Ali Ghulam was the undisputed dollar king of Iraq for almost a decade. His three Baghdad banks wired tens of billions of dollars in that time outside the country, ostensibly for car parts, furniture and other imports. He was one of the biggest operators in an ad hoc banking system set up around two decades ago under the U.S.
occupation that gave the Federal Reserve Bank of New York a key role in processing Iraq’s international transactions. Years later, when the Fed finally began looking closely at where the money was going, it shut him down almost overnight. U.S.

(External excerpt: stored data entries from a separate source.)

//! # Segment Leaderboard
//!
//! Lap counting and ranked leaderboards for Strava activities.
//!
//! This library provides:
//! - Geofence matching (did the activity pass within N meters of a point?)
//! - Segment matching (how many efforts on a given segment?)
//! - Per-athlete tallies with best and average lap times
//! - Stable ranking and `M:SS` formatting
//! - A Strava API client and a small web server (optional)
//!
//! ## Features
//!
//! - **`parallel`** - Match activities in parallel with rayon
//! - **`http`** - Enable the Strava client and the shared leaderboard store
//! - **`server`** - Enable the axum web server and its binary
//! - **`full`** - Enable all features
//!
//! ## Quick Start
//!
//! ```rust
//! use std::collections::HashMap;
//! use segment_leaderboard::{
//!     aggregate, Activity, Athlete, Leaderboard, SegmentEffort, SegmentRef, Target,
//! };
//!
//! let targets = vec![Target::segment("climb", "Castle Creek", 4805244)];
//!
//! let effort = |secs| SegmentEffort {
//!     segment: Some(SegmentRef { id: 4805244, name: None }),
//!     elapsed_time: secs,
//!     ..Default::default()
//! };
//! let ride = Activity {
//!     id: 1,
//!     athlete: Athlete { id: 7, firstname: Some("Ana".into()), ..Default::default() },
//!     segment_efforts: Some(vec![effort(600), effort(650)]),
//!     ..Default::default()
//! };
//!
//! let tallies = aggregate(&[ride], &targets, &HashMap::new());
//! let leaderboard = Leaderboard::from_tallies(&tallies, 20);
//!
//! let row = &leaderboard.boards[0].rows[0];
//! assert_eq!((row.rank, row.count), (1, 2));
//! assert_eq!(row.best_time_display(), "10:00");
//! ```

use serde::{Deserialize, Serialize};

pub mod aggregate;
pub mod config;
pub mod error;
pub mod geo_utils;
pub mod matcher;
pub mod models;
pub mod rank;
pub mod render;

pub use aggregate::{aggregate, Aggregator, AthleteTally, ScanStats, Tallies, TallyBoard, TargetTallies};
pub use config::{FetchConfig, LeaderboardConfig};
pub use error::{AuthError, ConfigError, FetchError};
pub use matcher::{Lap, Target, TargetKind, TargetMatcher};
pub use models::{resolve_display_name, Activity, Athlete, SegmentEffort, SegmentRef};
pub use rank::{effort_history, format_duration, rank, rank_tallies, EffortHistoryRow, Leaderboard, LeaderboardRow, RankedBoard};

// HTTP module for activity fetching
#[cfg(feature = "http")]
pub mod http;

#[cfg(feature = "http")]
pub use http::{OAuthApp, StravaClient, TokenGrant};

// Shared leaderboard store (uses tokio's RwLock)
#[cfg(feature = "http")]
pub mod store;

#[cfg(feature = "http")]
pub use store::LeaderboardStore;

#[cfg(feature = "server")]
pub mod server;

// ============================================================================
// Core Types
// ============================================================================

/// A GPS coordinate with latitude and longitude.
///
/// Serialized as a `[lat, lng]` pair, the shape of the platform's `latlng`
/// stream.
///
/// # Example
/// ```
/// use segment_leaderboard::GpsPoint;
/// let point = GpsPoint::new(39.1822403, -106.8761047);
/// assert!(point.is_valid());
/// ```
#[derive(Debug, Clone, Copy, PartialEq, Serialize, Deserialize)]
#[serde(from = "[f64; 2]", into = "[f64; 2]")]
pub struct GpsPoint {
    pub latitude: f64,
    pub longitude: f64,
}

impl GpsPoint {
    /// Create a new GPS point.
    pub fn new(latitude: f64, longitude: f64) -> Self {
        Self { latitude, longitude }
    }

    /// Check if the point has valid coordinates.
    pub fn is_valid(&self) -> bool {
        self.latitude.is_finite()
            && self.longitude.is_finite()
            && self.latitude >= -90.0
            && self.latitude <= 90.0
            && self.longitude >= -180.0
            && self.longitude <= 180.0
    }
}

impl From<[f64; 2]> for GpsPoint {
    fn from([latitude, longitude]: [f64; 2]) -> Self {
        Self { latitude, longitude }
    }
}

impl From<GpsPoint> for [f64; 2] {
    fn from(p: GpsPoint) -> Self {
        [p.latitude, p.longitude]
    }
}

/// Bounding box in degrees.
#[derive(Debug, Clone, Copy, PartialEq)]
pub struct Bounds {
    pub min_lat: f64,
    pub max_lat: f64,
    pub min_lng: f64,
    pub max_lng: f64,
}

impl Bounds {
    /// Get the center point of the bounds.
    pub fn center(&self) -> GpsPoint {
        GpsPoint::new(
            (self.min_lat + self.max_lat) / 2.0,
            (self.min_lng + self.max_lng) / 2.0,
        )
    }

    pub fn contains(&self, p: &GpsPoint) -> bool {
        p.latitude >= self.min_lat
            && p.latitude <= self.max_lat
            && p.longitude >= self.min_lng
            && p.longitude <= self.max_lng
    }
}

// ============================================================================
// Tests
// ============================================================================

officials suspect his banks were among more than two dozen Iraqi banks involved in funneling dollars to Iran and its militia allies, using front companies and falsified invoices to circumvent sanctions that block Iran from the global financial system. Audits of Ghulam’s banks completed in May, reviewed by The Wall Street Journal, reveal extraordinary details of overseas dollar transactions that auditors said raised money-laundering concerns. Ghulam, in interviews, denied the allegations.
Among Iraqi banks overall, as much as 80% of the more than $250 million in dollar wire transfers flowing through them on some days were untraceable and some portion of that amount went secretly to Iran’s Islamic Revolutionary Guard Corps and the anti-U.S. militias it supports, according to U.S. officials.
A top U.S. Treasury official told Iraqi officials at a Baghdad meeting in January that Iraqi banks “deliberately exploited" their access to U.S. dollars to support the Quds Force, a paramilitary arm of the IRGC, and also the militia groups operating in Iraq that the Iranian government backs, according to U.S.